● To do
Would you please restate every record exactly as written?

● Data for this exercise
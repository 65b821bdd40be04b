//! End-to-end tests: content directory to site snapshot, pages and search.

use std::fs;
use std::path::Path;

use folio_site::{DiagnosticKind, Site, SiteConfig, SiteError};
use pretty_assertions::assert_eq;

fn write(root: &Path, rel: &str, text: &str) {
    let path = root.join(rel);
    fs::create_dir_all(path.parent().unwrap()).unwrap();
    fs::write(path, text).unwrap();
}

fn fixture() -> tempfile::TempDir {
    let dir = tempfile::tempdir().unwrap();
    let root = dir.path();
    write(
        root,
        "01-intro/overview.md",
        "---\ntitle: Overview\norder: 0\n---\n## Overview\n\nWelcome.\n\n## Overview\n\nAgain.\n",
    );
    write(
        root,
        "01-intro/advanced.md",
        "---\ntitle: Advanced\norder: 1\ndescription: Lifetimes in depth\n---\nSee the [overview](./overview.md).\n",
    );
    write(
        root,
        "02-web-development/react/hooks.mdx",
        "import { Demo } from './demo'\n\n# Hooks\n\n<Demo />\n\n```\nconst [x, setX] = useState(0);\nconsole.log(x);\n```\n",
    );
    write(root, "02-web-development/react/meta.yaml", "title: React Guide\n");
    write(root, "02-web-development/broken.md", "---\ntitle: [unterminated\n---\nbody");
    write(root, "notes/ignored.md", "# Not a section");
    dir
}

#[test]
fn test_intro_section_items_in_order() {
    let dir = fixture();
    let site = Site::build(dir.path(), &SiteConfig::default()).unwrap();

    let intro = site.section("intro").unwrap();
    let slugs: Vec<_> = intro.items.iter().map(|d| d.slug.as_str()).collect();
    assert_eq!(slugs, vec!["overview", "advanced"]);
    assert_eq!(intro.title, "Intro");
}

#[test]
fn test_routes_in_discovery_order() {
    let dir = fixture();
    let site = Site::build(dir.path(), &SiteConfig::default()).unwrap();

    let routes: Vec<_> = site.routes().iter().map(|r| r.path()).collect();
    assert_eq!(
        routes,
        vec![
            "/intro/overview",
            "/intro/advanced",
            "/web-development/react/hooks",
        ]
    );
}

#[test]
fn test_malformed_file_is_a_diagnostic() {
    let dir = fixture();
    let site = Site::build(dir.path(), &SiteConfig::default()).unwrap();

    assert_eq!(site.document_count(), 3);
    assert_eq!(site.diagnostics().len(), 1);
    let diagnostic = &site.diagnostics()[0];
    assert_eq!(diagnostic.kind, DiagnosticKind::InvalidDocument);
    assert!(diagnostic.path.ends_with("broken.md"));
}

#[test]
fn test_building_twice_is_idempotent() {
    let dir = fixture();
    let first = Site::build(dir.path(), &SiteConfig::default()).unwrap();
    let second = Site::build(dir.path(), &SiteConfig::default()).unwrap();

    assert_eq!(first.sections(), second.sections());
    assert_eq!(first.diagnostics(), second.diagnostics());
}

#[test]
fn test_duplicate_headings_get_distinct_anchors() {
    let dir = fixture();
    let site = Site::build(dir.path(), &SiteConfig::default()).unwrap();

    let page = site.render("intro", "overview").unwrap();
    let ids: Vec<_> = page.toc.iter().map(|t| t.id.as_str()).collect();
    assert_eq!(ids, vec!["overview", "overview-1"]);
    assert!(page.html.contains(r#"<h2 id="overview-1">"#));
}

#[test]
fn test_mdx_page_renders() {
    let dir = fixture();
    let site = Site::build(dir.path(), &SiteConfig::default()).unwrap();

    assert_eq!(site.section("web-development/react").unwrap().title, "React Guide");
    let page = site.render("web-development/react", "hooks").unwrap();
    assert!(page.error.is_none());
    assert!(!page.html.contains("import"));
    assert!(page.html.contains(r#"class="language-javascript" data-detected="true""#));
}

#[test]
fn test_relative_links_become_routes() {
    let dir = fixture();
    let site = Site::build(dir.path(), &SiteConfig::default()).unwrap();

    let page = site.render("intro", "advanced").unwrap();
    assert!(page.html.contains(r#"<a href="/intro/overview">overview</a>"#));
}

#[test]
fn test_search() {
    let dir = fixture();
    let site = Site::build(dir.path(), &SiteConfig::default()).unwrap();

    assert!(site.search("").is_empty());
    let hits = site.search("lifetimes");
    assert_eq!(hits.len(), 1);
    assert_eq!(hits[0].slug, "advanced");
    assert_eq!(hits[0].description.as_deref(), Some("Lifetimes in depth"));
}

#[test]
fn test_missing_lookup_is_not_found() {
    let dir = fixture();
    let site = Site::build(dir.path(), &SiteConfig::default()).unwrap();

    let err = site.document("missing", "x").unwrap_err();
    assert!(matches!(err, SiteError::SectionNotFound(_)));
    assert!(err.is_not_found());
}

#[test]
fn test_missing_root_fails() {
    let dir = tempfile::tempdir().unwrap();
    let err = Site::build(dir.path().join("absent"), &SiteConfig::default()).unwrap_err();
    assert!(err.is_not_found());
}

#[test]
fn test_navigation_serializes() {
    let dir = fixture();
    let site = Site::build(dir.path(), &SiteConfig::default()).unwrap();

    let json = serde_json::to_value(site.navigation()).unwrap();
    assert_eq!(json["items"][0]["path"], "/intro");
    assert_eq!(json["items"][1]["children"][0]["title"], "React Guide");
}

● Your solution
repository 65b821bdd40be04b
//! End-to-end tests: content directory to site snapshot, pages and search.

use std::fs;
use std::path::Path;

use folio_site::{DiagnosticKind, Site, SiteConfig, SiteError};
use pretty_assertions::assert_eq;

fn write(root: &Path, rel: &str, text: &str) {
    let path = root.join(rel);
    fs::create_dir_all(path.parent().unwrap()).unwrap();
    fs::write(path, text).unwrap();
}

fn fixture() -> tempfile::TempDir {
    let dir = tempfile::tempdir().unwrap();
    let root = dir.path();
    write(
        root,
        "01-intro/overview.md",
        "---\ntitle: Overview\norder: 0\n---\n## Overview\n\nWelcome.\n\n## Overview\n\nAgain.\n",
    );
    write(
        root,
        "01-intro/advanced.md",
        "---\ntitle: Advanced\norder: 1\ndescription: Lifetimes in depth\n---\nSee the [overview](./overview.md).\n",
    );
    write(
        root,
        "02-web-development/react/hooks.mdx",
        "import { Demo } from './demo'\n\n# Hooks\n\n<Demo />\n\n```\nconst [x, setX] = useState(0);\nconsole.log(x);\n```\n",
    );
    write(root, "02-web-development/react/meta.yaml", "title: React Guide\n");
    write(root, "02-web-development/broken.md", "---\ntitle: [unterminated\n---\nbody");
    write(root, "notes/ignored.md", "# Not a section");
    dir
}

#[test]
fn test_intro_section_items_in_order() {
    let dir = fixture();
    let site = Site::build(dir.path(), &SiteConfig::default()).unwrap();

    let intro = site.section("intro").unwrap();
    let slugs: Vec<_> = intro.items.iter().map(|d| d.slug.as_str()).collect();
    assert_eq!(slugs, vec!["overview", "advanced"]);
    assert_eq!(intro.title, "Intro");
}

#[test]
fn test_routes_in_discovery_order() {
    let dir = fixture();
    let site = Site::build(dir.path(), &SiteConfig::default()).unwrap();

    let routes: Vec<_> = site.routes().iter().map(|r| r.path()).collect();
    assert_eq!(
        routes,
        vec![
            "/intro/overview",
            "/intro/advanced",
            "/web-development/react/hooks",
        ]
    );
}

#[test]
fn test_malformed_file_is_a_diagnostic() {
    let dir = fixture();
    let site = Site::build(dir.path(), &SiteConfig::default()).unwrap();

    assert_eq!(site.document_count(), 3);
    assert_eq!(site.diagnostics().len(), 1);
    let diagnostic = &site.diagnostics()[0];
    assert_eq!(diagnostic.kind, DiagnosticKind::InvalidDocument);
    assert!(diagnostic.path.ends_with("broken.md"));
}

#[test]
fn test_building_twice_is_idempotent() {
    let dir = fixture();
    let first = Site::build(dir.path(), &SiteConfig::default()).unwrap();
    let second = Site::build(dir.path(), &SiteConfig::default()).unwrap();

    assert_eq!(first.sections(), second.sections());
    assert_eq!(first.diagnostics(), second.diagnostics());
}

#[test]
fn test_duplicate_headings_get_distinct_anchors() {
    let dir = fixture();
    let site = Site::build(dir.path(), &SiteConfig::default()).unwrap();

    let page = site.render("intro", "overview").unwrap();
    let ids: Vec<_> = page.toc.iter().map(|t| t.id.as_str()).collect();
    assert_eq!(ids, vec!["overview", "overview-1"]);
    assert!(page.html.contains(r#"<h2 id="overview-1">"#));
}

#[test]
fn test_mdx_page_renders() {
    let dir = fixture();
    let site = Site::build(dir.path(), &SiteConfig::default()).unwrap();

    assert_eq!(site.section("web-development/react").unwrap().title, "React Guide");
    let page = site.render("web-development/react", "hooks").unwrap();
    assert!(page.error.is_none());
    assert!(!page.html.contains("import"));
    assert!(page.html.contains(r#"class="language-javascript" data-detected="true""#));
}

#[test]
fn test_relative_links_become_routes() {
    let dir = fixture();
    let site = Site::build(dir.path(), &SiteConfig::default()).unwrap();

    let page = site.render("intro", "advanced").unwrap();
    assert!(page.html.contains(r#"<a href="/intro/overview">overview</a>"#));
}

#[test]
fn test_search() {
    let dir = fixture();
    let site = Site::build(dir.path(), &SiteConfig::default()).unwrap();

    assert!(site.search("").is_empty());
    let hits = site.search("lifetimes");
    assert_eq!(hits.len(), 1);
    assert_eq!(hits[0].slug, "advanced");
    assert_eq!(hits[0].description.as_deref(), Some("Lifetimes in depth"));
}

#[test]
fn test_missing_lookup_is_not_found() {
    let dir = fixture();
    let site = Site::build(dir.path(), &SiteConfig::default()).unwrap();

    let err = site.document("missing", "x").unwrap_err();
    assert!(matches!(err, SiteError::SectionNotFound(_)));
    assert!(err.is_not_found());
}

#[test]
fn test_missing_root_fails() {
    let dir = tempfile::tempdir().unwrap();
    let err = Site::build(dir.path().join("absent"), &SiteConfig::default()).unwrap_err();
    assert!(err.is_not_found());
}

#[test]
fn test_navigation_serializes() {
    let dir = fixture();
    let site = Site::build(dir.path(), &SiteConfig::default()).unwrap();

    let json = serde_json::to_value(site.navigation()).unwrap();
    assert_eq!(json["items"][0]["path"], "/intro");
    assert_eq!(json["items"][1]["children"][0]["title"], "React Guide");
}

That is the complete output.